___ RAW DATA
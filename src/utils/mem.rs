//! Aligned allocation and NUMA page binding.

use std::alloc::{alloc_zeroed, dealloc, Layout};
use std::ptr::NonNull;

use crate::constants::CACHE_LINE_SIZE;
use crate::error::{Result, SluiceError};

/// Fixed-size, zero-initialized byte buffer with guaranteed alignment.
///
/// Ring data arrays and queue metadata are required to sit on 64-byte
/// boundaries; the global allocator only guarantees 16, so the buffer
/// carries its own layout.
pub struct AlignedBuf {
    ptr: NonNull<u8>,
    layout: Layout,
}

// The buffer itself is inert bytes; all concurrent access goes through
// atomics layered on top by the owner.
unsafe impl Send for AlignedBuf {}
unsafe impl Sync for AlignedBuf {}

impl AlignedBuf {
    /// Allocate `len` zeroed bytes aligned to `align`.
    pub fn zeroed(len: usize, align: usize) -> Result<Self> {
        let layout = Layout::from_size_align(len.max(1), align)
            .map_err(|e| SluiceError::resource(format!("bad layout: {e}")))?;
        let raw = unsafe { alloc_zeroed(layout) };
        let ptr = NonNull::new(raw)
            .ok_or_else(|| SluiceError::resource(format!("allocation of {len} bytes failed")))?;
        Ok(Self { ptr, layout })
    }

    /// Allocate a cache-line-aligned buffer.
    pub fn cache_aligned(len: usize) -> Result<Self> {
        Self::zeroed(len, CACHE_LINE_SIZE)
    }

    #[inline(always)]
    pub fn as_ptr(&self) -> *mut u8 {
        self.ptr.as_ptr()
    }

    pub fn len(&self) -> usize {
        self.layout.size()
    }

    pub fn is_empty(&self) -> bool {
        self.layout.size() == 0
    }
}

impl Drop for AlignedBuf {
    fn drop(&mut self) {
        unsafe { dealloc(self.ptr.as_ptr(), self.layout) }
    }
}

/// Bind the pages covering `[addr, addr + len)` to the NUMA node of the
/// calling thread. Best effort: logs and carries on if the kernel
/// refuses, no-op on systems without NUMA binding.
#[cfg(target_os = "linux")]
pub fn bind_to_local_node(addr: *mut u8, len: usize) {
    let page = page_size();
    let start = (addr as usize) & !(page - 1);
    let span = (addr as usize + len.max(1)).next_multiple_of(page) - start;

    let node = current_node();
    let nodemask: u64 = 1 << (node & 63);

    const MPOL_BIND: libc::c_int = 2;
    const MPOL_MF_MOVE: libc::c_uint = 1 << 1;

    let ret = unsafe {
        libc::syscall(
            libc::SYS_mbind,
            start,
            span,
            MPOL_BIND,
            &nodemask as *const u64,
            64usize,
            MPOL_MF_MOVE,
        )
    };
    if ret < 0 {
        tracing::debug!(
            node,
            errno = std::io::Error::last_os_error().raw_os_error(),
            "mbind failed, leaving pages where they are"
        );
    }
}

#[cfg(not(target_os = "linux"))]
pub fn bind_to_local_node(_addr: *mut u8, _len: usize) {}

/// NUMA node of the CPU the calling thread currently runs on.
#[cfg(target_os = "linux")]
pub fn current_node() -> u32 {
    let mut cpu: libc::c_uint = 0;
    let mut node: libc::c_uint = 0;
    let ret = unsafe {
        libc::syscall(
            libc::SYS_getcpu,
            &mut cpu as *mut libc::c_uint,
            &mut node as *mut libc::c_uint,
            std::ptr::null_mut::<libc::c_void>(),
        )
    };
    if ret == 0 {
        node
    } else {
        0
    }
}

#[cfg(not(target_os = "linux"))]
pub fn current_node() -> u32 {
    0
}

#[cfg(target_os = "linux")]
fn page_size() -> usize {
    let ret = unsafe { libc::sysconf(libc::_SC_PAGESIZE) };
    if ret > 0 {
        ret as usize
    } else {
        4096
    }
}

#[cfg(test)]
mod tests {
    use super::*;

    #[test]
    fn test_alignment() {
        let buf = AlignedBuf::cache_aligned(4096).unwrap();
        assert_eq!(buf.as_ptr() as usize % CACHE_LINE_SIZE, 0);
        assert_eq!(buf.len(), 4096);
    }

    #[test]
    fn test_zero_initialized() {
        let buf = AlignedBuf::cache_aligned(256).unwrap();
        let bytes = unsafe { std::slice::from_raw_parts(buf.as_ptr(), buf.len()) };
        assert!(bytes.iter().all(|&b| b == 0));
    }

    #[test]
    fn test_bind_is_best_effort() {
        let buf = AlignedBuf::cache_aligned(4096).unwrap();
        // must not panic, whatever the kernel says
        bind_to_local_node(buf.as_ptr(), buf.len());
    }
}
______
THE TASK
Filter the data for the string "SluiceError" and copy every line that has it.

RESULT
use crate::error::{Result, SluiceError};
            .map_err(|e| SluiceError::resource(format!("bad layout: {e}")))?;
            .ok_or_else(|| SluiceError::resource(format!("allocation of {len} bytes failed")))?;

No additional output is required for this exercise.